The backlash against reviewers from authors and even other reviewers has been pretty awful during my time blogging. The whole reason I started blogging was because someone was trying to silence bloggers, but I didn’t want anyone finding out my real identity. I sure as hell don’t want anyone to be able to search my real name and find any kind of vitriol spewed against me for someone being offended that my opinion was different to theirs. Some people are just waiting for someone to admit something remotely controversial, just so they can be outraged by it. Even then, I haven’t really had any harsh opinions on books anyway. I really admire people who fearlessly use their real names and don’t care about their reputation. I also do it to protect myself as an adult primarily reading YA books. There’s plenty of people out there who think YA is for teens only. But I love it, so that’s what I’ll read.
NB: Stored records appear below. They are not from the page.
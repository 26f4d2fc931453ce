use std::sync::Arc;

use pil_chain::{ChainStore, HashChainVerifier, InMemoryChainStore};
use pil_crypto::{DocumentHasher, HashAlgorithm, SnapshotHasher};
use pil_ledger::{
    BroadcastSink, ConversionQuery, InMemoryLedgerStore, LedgerContext, LedgerStore,
};
use pil_types::{Clock, SystemClock};

use crate::config::ServerConfig;

/// Shared state handed to every handler.
#[derive(Clone)]
pub struct AppState {
    pub ledger: LedgerContext,
    pub chain: Arc<HashChainVerifier>,
    pub events: Arc<BroadcastSink>,
    pub hash_function: HashAlgorithm,
}

impl AppState {
    pub fn new(
        config: &ServerConfig,
        store: Arc<dyn LedgerStore>,
        conversions: Arc<dyn ConversionQuery>,
        chain_store: Arc<dyn ChainStore>,
        clock: Arc<dyn Clock>,
    ) -> Self {
        let function = config.hash_function.function();
        let events = Arc::new(BroadcastSink::new(config.ledger.event_channel_capacity));

        let ledger = LedgerContext::new(store, conversions)
            .with_hasher(SnapshotHasher::new(Arc::clone(&function)))
            .with_clock(Arc::clone(&clock))
            .with_events(events.clone())
            .with_config(config.ledger.clone());
        let chain = HashChainVerifier::new(chain_store)
            .with_hasher(DocumentHasher::new(function))
            .with_clock(clock)
            .with_config(config.chain.clone());

        Self {
            ledger,
            chain: Arc::new(chain),
            events,
            hash_function: config.hash_function,
        }
    }

    /// State backed by the in-memory stores and the system clock.
    pub fn in_memory(config: &ServerConfig, ledger_store: InMemoryLedgerStore) -> Self {
        Self::new(
            config,
            Arc::new(ledger_store.clone()),
            Arc::new(ledger_store),
            Arc::new(InMemoryChainStore::new()),
            Arc::new(SystemClock),
        )
    }
}

impl std::fmt::Debug for AppState {
    fn fmt(&self, f: &mut std::fmt::Formatter<'_>) -> std::fmt::Result {
        f.debug_struct("AppState")
            .field("ledger", &self.ledger)
            .field("hash_function", &self.hash_function)
            .finish_non_exhaustive()
    }
}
Also, I don’t want any future employers finding this blog and finding out I hate their favourite book or something.

Protecting Loved Ones

I have some loved ones in high profile jobs and I wouldn’t want anyone using my opinion against them. It would be so easy to strike a blow against my loved ones by listening to people who criticise me for my own opinion.

Freedom of Opinion

I can share controversial opinions under this name that I can’t necessarily share under my real name, like that I tend to avoid male authors, books marketed at adults tend to be boring, accusations of cultural appropriation is the opposite of embracing diversity, that the blogging community is strangely like high school, and that reviewers can be fiendishly nasty sometimes, and also really fucking stupid.

I Control My Image

Using a pseudonym and never posting real pictures of myself means that I have a bit of control over my image. I don’t want my photo posted somewhere I have no control over if someone screenshots a twitter retweet or a Goodreads review or anything like that. Because I’ve never posted a photo, neither can anyone else.


About Nemo

A lover of kittens and all things sparkly, Nemo has a degree in English Literature and specialises in reviewing contemporary, paranormal, mystery/thriller, historical, sci-fi and fantasy Young Adult fiction. She is especially drawn to novels about princesses, strong female friendships, magical powers, and assassins.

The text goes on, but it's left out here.